Throw on your comfiest lo-fi, grab an oversized sweater, your favorite hot beverage, and let’s python.
It’s that time again in the northern hemisphere — a time for apples, pumpkins, and various configurations of cinnamon, nutmeg, ginger, allspice, and cloves. And as the grocery isles start getting ready for Halloween, Thanksgiving, and the winter holidays, it’s a great time to dust off my statistical modeling skills. Hold onto your seasoned lattes, and let’s do some function-oriented seasonal modeling. The full code notebook can be found here.
Hypothesis:
Pumpkin Spice’s popularity as a Google searched term in the USA will have strong seasonality since it’s associated with American Fall Holidays and seasonal food dishes.
Null hypothesis:
Using last week’s or last year’s data will be more predictive of this week’s level of popularity for the search term “pumpkin spice.”
Data:
The last 5 years of data from Google Trends, pulled on the 7th of October, 2023. [1]
- Make a naive model where last week’s/last year’s data is this week’s prediction. Specifically, it’s not enough for my final model to be accurate or inaccurate in a void. My final model must outperform using historical data as a direct prediction.
- The train test split will give me two sets of data, one for the algorithm to learn from. The other is for me to test how well my algorithm performed.
- Seasonal decomposition will give me a rough idea of how predictable my data is by trying to separate the yearly overall trend from the seasonal patterns and the noise. A smaller scale of noise will imply that more of the data can be captured in an algorithm.
- A series of statistical tests to determine if the data is stationary. If the data is not stationary, I’ll need to take a first difference (run a time-delta function where each time interval’s data only shows the difference from the previous time interval’s data. This will force the data to become stationary.)
- Make some SARIMA models, using inferences from autocorrelation plots for the moving average term, and inferences from partial auto-correlation plots for the autoregressive term. SARIMA is a go-to for time series modeling and I’ll be trying ACF and PACF inferencing before I try a brute-force approach with Auto Arima.

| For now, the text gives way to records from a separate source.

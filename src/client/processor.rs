use std::sync::Arc;

use crate::membership::dispatcher::ReplicaKind;
use crate::membership::service::MembershipService;
use crate::node::state::ClusterState;
use crate::partition::table::PartitionTable;
use crate::protocol::client::{
    ClientMessage, ClientPayload, ClientRequest, ClientResponse, InstanceAddress, RequestResult,
};
use crate::registry::types::{ConnectionId, RegistryError};
use crate::replication::forwarder::ReplicationForwarder;

/// Turns client requests into responses against the local partition table.
pub struct RequestProcessor {
    state: Arc<ClusterState>,
    membership: Arc<MembershipService>,
    table: Arc<PartitionTable>,
    forwarder: Arc<ReplicationForwarder>,
}

impl RequestProcessor {
    pub fn new(
        state: Arc<ClusterState>,
        membership: Arc<MembershipService>,
        table: Arc<PartitionTable>,
        forwarder: Arc<ReplicationForwarder>,
    ) -> Arc<Self> {
        Arc::new(Self {
            state,
            membership,
            table,
            forwarder,
        })
    }

    /// Returns the response to send back, or `None` when the frame needs no answer.
    pub fn process(&self, connection_id: ConnectionId, message: &ClientMessage) -> Option<ClientMessage> {
        let ClientPayload::Request(request) = &message.payload else {
            return None;
        };

        let response = match request {
            ClientRequest::FetchSlotsAllocation => ClientResponse::SlotsAllocation(
                self.state
                    .plan()
                    .map(|plan| plan.slot_allocation)
                    .unwrap_or_default(),
            ),
            ClientRequest::FetchServerAddresses => {
                ClientResponse::ServerAddresses(self.server_addresses())
            }
            ClientRequest::FetchServerNodeId => ClientResponse::ServerNodeId(self.state.node_id()),
            ClientRequest::Register(address) => {
                ClientResponse::Register(self.register(address, message))
            }
            ClientRequest::Heartbeat(address) => {
                ClientResponse::Heartbeat(self.heartbeat(address, message))
            }
            ClientRequest::Subscribe { service_name } => {
                ClientResponse::Subscribe(self.subscribe(service_name, connection_id))
            }
            ClientRequest::ServiceChanged { service_name, .. } => {
                tracing::warn!(
                    "Client {} sent a service-changed request for {}; ignoring",
                    connection_id,
                    service_name
                );
                return None;
            }
        };

        Some(ClientMessage::response(message.id, response))
    }

    /// `"nodeId:ip:clientPort"` for every linked node and this one, by node id.
    pub fn server_addresses(&self) -> Vec<String> {
        let mut nodes = self.membership.peers();
        nodes.push(self.state.local.clone());
        nodes.sort_by_key(|node| node.node_id);
        nodes.iter().map(|node| node.server_address()).collect()
    }

    fn register(&self, address: &InstanceAddress, message: &ClientMessage) -> RequestResult {
        let Some(shard) = self.table.shard(&address.service_name) else {
            self.log_not_owned(&address.service_name);
            return RequestResult::Failure;
        };

        shard.register(address);
        self.forwarder.forward(ReplicaKind::Register, message);
        RequestResult::Success
    }

    fn heartbeat(&self, address: &InstanceAddress, message: &ClientMessage) -> RequestResult {
        let Some(shard) = self.table.shard(&address.service_name) else {
            self.log_not_owned(&address.service_name);
            return RequestResult::Failure;
        };

        match shard.heartbeat(address) {
            Ok(()) => {
                self.forwarder.forward(ReplicaKind::Heartbeat, message);
                RequestResult::Success
            }
            Err(RegistryError::NotRegistered(id)) => {
                tracing::debug!("Heartbeat for unknown instance {}", id);
                RequestResult::NotRegistered
            }
            Err(e) => {
                tracing::warn!("Heartbeat rejected: {}", e);
                RequestResult::Failure
            }
        }
    }

    fn subscribe(&self, service_name: &str, connection_id: ConnectionId) -> Vec<String> {
        match self.table.shard(service_name) {
            Some(shard) => shard.subscribe(service_name, connection_id),
            None => {
                self.log_not_owned(service_name);
                Vec::new()
            }
        }
    }

    fn log_not_owned(&self, service_name: &str) {
        let error = RegistryError::NotOwned {
            service_name: service_name.to_string(),
            slot: self.table.route(service_name),
        };
        tracing::warn!("Rejecting request: {}", error);
    }
}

- Try using Auto Arima, which will iterate through many terms and select the best combination of terms. I want to experiment to learn if the parameters it gives me for a SARIMA model yield a better-performing model.
- Try ETS models, using inference from the seasonal decomposition as to whether x is additive or multiplicative over time. ETS models focus more heavily on seasonality and overall trend than SARIMA family models do, and may give me an edge when capturing the relationship pumpkin spice has to time.

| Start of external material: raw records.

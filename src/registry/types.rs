use std::fmt;
use std::time::Duration;
use tokio::time::Instant;

use crate::protocol::client::InstanceAddress;

/// Identifies one client connection on this node.
#[derive(Debug, Clone, Copy, PartialEq, Eq, Hash, PartialOrd, Ord)]
pub struct ConnectionId(pub u64);

impl fmt::Display for ConnectionId {
    fn fmt(&self, f: &mut fmt::Formatter<'_>) -> fmt::Result {
        write!(f, "conn-{}", self.0)
    }
}

/// A registered endpoint of a service.
///
/// `instance_id` is `"serviceName,ip,port"`, which is also the address form pushed
/// to subscribers.
#[derive(Debug, Clone, PartialEq, Eq)]
pub struct ServiceInstance {
    pub service_name: String,
    pub ip: String,
    pub port: u16,
    pub instance_id: String,
    pub last_heartbeat_at: Instant,
}

impl ServiceInstance {
    pub fn new(address: &InstanceAddress, now: Instant) -> Self {
        Self {
            service_name: address.service_name.clone(),
            ip: address.ip.clone(),
            port: address.port,
            instance_id: instance_id(&address.service_name, &address.ip, address.port),
            last_heartbeat_at: now,
        }
    }
}

pub fn instance_id(service_name: &str, ip: &str, port: u16) -> String {
    format!("{},{},{}", service_name, ip, port)
}

/// A client connection waiting for changes of one service.
#[derive(Debug, Clone, PartialEq, Eq)]
pub struct ChangeListener {
    pub service_name: String,
    pub connection_id: ConnectionId,
}

/// Delivers service-changed notifications to subscribed connections.
///
/// Implementations must not block: the registry calls this while handling requests
/// and during expiry sweeps.
pub trait ChangeNotifier: Send + Sync {
    fn notify(&self, connection_id: ConnectionId, service_name: &str, addresses: &[String]);
}

#[derive(Debug, Clone, Copy)]
pub struct ExpiryConfig {
    pub check_interval: Duration,
    pub timeout: Duration,
}

impl Default for ExpiryConfig {
    fn default() -> Self {
        Self {
            check_interval: Duration::from_secs(3),
            timeout: Duration::from_secs(5),
        }
    }
}

#[derive(Debug, Clone, PartialEq, Eq, thiserror::Error)]
pub enum RegistryError {
    #[error("Instance {0} is not registered")]
    NotRegistered(String),

    #[error("Service {service_name} (slot {slot}) is not owned by this node")]
    NotOwned { service_name: String, slot: u16 },
}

Performance plotting KPIs:
- Try using the MAPE score because it’s an industry standard in many workplaces, and folks may be used to it. It’s easy to understand.
- Try using the RMSE score because it’s more useful.
- Plot predictions against the test data and visually check for performance.
As we can see from the above plot, this data shows strong potential for seasonal modeling. There’s a clear spike in the second half of each year, with a taper and another spike before a drop down into our baseline.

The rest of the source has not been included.